■ BRIEF ■
Locate each line below that includes "struct" and reproduce it.

*** EXTRACTED MATERIAL ***

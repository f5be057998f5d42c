#[derive(Clone, Copy, Debug, PartialEq, Eq)]
pub enum RenderableStatus {
    Addressed,
    Partial,
    Gap,
    NotApplicable,
}

#[derive(Clone, Copy, Debug, PartialEq, Eq)]
pub enum RenderableBoundary {
    Minimal,
    Moderate,
    Extensive,
}

#[derive(Clone, Debug, Default, PartialEq, Eq)]
pub struct RenderableSubject {
    pub organization: Option<String>,
    pub assessor: Option<String>,
    pub cage_code: Option<String>,
    pub contract_ref: Option<String>,
}

#[derive(Clone, Debug, PartialEq, Eq)]
pub struct RenderableItem {
    pub id: String,
    pub title: String,
    pub category: String,
    pub included: bool,
    /// Question ids behind the decision.
    pub rationale: Vec<String>,
}

#[derive(Clone, Debug, PartialEq, Eq)]
pub struct RenderableControl {
    pub control_id: String,
    pub title: String,
    pub family: String,
    pub status: RenderableStatus,
    /// Answered questions behind the status.
    pub answers: Vec<String>,
    /// Included scope items behind the status.
    pub scope_items: Vec<String>,
    pub notes: Vec<String>,
}

#[derive(Clone, Debug, PartialEq, Eq)]
pub struct RenderableAdvisory {
    pub id: String,
    pub message: String,
}

#[derive(Clone, Copy, Debug, Default, PartialEq, Eq)]
pub struct RenderableCounts {
    pub addressed: u32,
    pub partial: u32,
    pub gap: u32,
    pub not_applicable: u32,
}

#[derive(Clone, Debug, PartialEq, Eq)]
pub struct RenderableReport {
    pub catalog_id: String,
    pub catalog_version: String,
    /// RFC 3339 timestamp of the assessment.
    pub created_at: String,
    pub subject: RenderableSubject,
    pub answered: usize,
    pub fingerprint: String,
    pub boundary: RenderableBoundary,
    pub required_level: Option<u8>,
    pub items: Vec<RenderableItem>,
    pub controls: Vec<RenderableControl>,
    pub counts: RenderableCounts,
    pub advisories: Vec<RenderableAdvisory>,
}

impl RenderableReport {
    pub fn included_items(&self) -> impl Iterator<Item = &RenderableItem> {
        self.items.iter().filter(|i| i.included)
    }
}

pub(crate) fn boundary_label(boundary: RenderableBoundary) -> &'static str {
    match boundary {
        RenderableBoundary::Minimal => "minimal",
        RenderableBoundary::Moderate => "moderate",
        RenderableBoundary::Extensive => "extensive",
    }
}

pub(crate) fn level_label(level: Option<u8>) -> String {
    match level {
        Some(n) => format!("Level {n}"),
        None => "Not required".to_string(),
    }
}

#[cfg(test)]
pub(crate) fn sample_report() -> RenderableReport {
    RenderableReport {
        catalog_id: "cmmc-l2-scoping".to_string(),
        catalog_version: "2025.1".to_string(),
        created_at: "2025-01-01T00:00:00Z".to_string(),
        subject: RenderableSubject {
            organization: Some("Acme Corp".to_string()),
            assessor: Some("J. Doe".to_string()),
            cage_code: None,
            contract_ref: Some("W912-XX".to_string()),
        },
        answered: 3,
        fingerprint: "0123456789abcdef0123456789abcdef0123456789abcdef0123456789abcdef"
            .to_string(),
        boundary: RenderableBoundary::Moderate,
        required_level: Some(2),
        items: vec![
            RenderableItem {
                id: "cui_data".to_string(),
                title: "CUI handled by the organization".to_string(),
                category: "cui".to_string(),
                included: true,
                rationale: vec!["df_01".to_string(), "df_02".to_string()],
            },
            RenderableItem {
                id: "ot_systems".to_string(),
                title: "Operational technology".to_string(),
                category: "ot".to_string(),
                included: false,
                rationale: vec!["si_07".to_string()],
            },
        ],
        controls: vec![
            RenderableControl {
                control_id: "IA.3.083".to_string(),
                title: "Use multifactor authentication".to_string(),
                family: "Identification and Authentication".to_string(),
                status: RenderableStatus::Gap,
                answers: vec!["ac_02".to_string()],
                scope_items: vec!["cui_data".to_string()],
                notes: vec!["Password-only | no MFA".to_string()],
            },
            RenderableControl {
                control_id: "SC.3.183".to_string(),
                title: "Deny network traffic by default".to_string(),
                family: "System and Communications Protection".to_string(),
                status: RenderableStatus::Addressed,
                answers: Vec::new(),
                scope_items: Vec::new(),
                notes: Vec::new(),
            },
        ],
        counts: RenderableCounts {
            addressed: 1,
            partial: 0,
            gap: 1,
            not_applicable: 0,
        },
        advisories: vec![RenderableAdvisory {
            id: "enclave_recommended".to_string(),
            message: "A dedicated CUI enclave is recommended.".to_string(),
        }],
    }
}
//! Render use cases over saved or in-memory reports.

use crate::report::{AssessmentReport, to_renderable};

pub fn render_markdown(report: &AssessmentReport) -> String {
    cuiscope_render::render_markdown(&to_renderable(report))
}

pub fn render_summary(report: &AssessmentReport) -> String {
    cuiscope_render::render_summary(&to_renderable(report))
}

*** End of EXTRACTED MATERIAL ***

■ TASK RESPONSE ■
pub struct RenderableSubject {
pub struct RenderableItem {
pub struct RenderableControl {
pub struct RenderableAdvisory {
pub struct RenderableCounts {
pub struct RenderableReport {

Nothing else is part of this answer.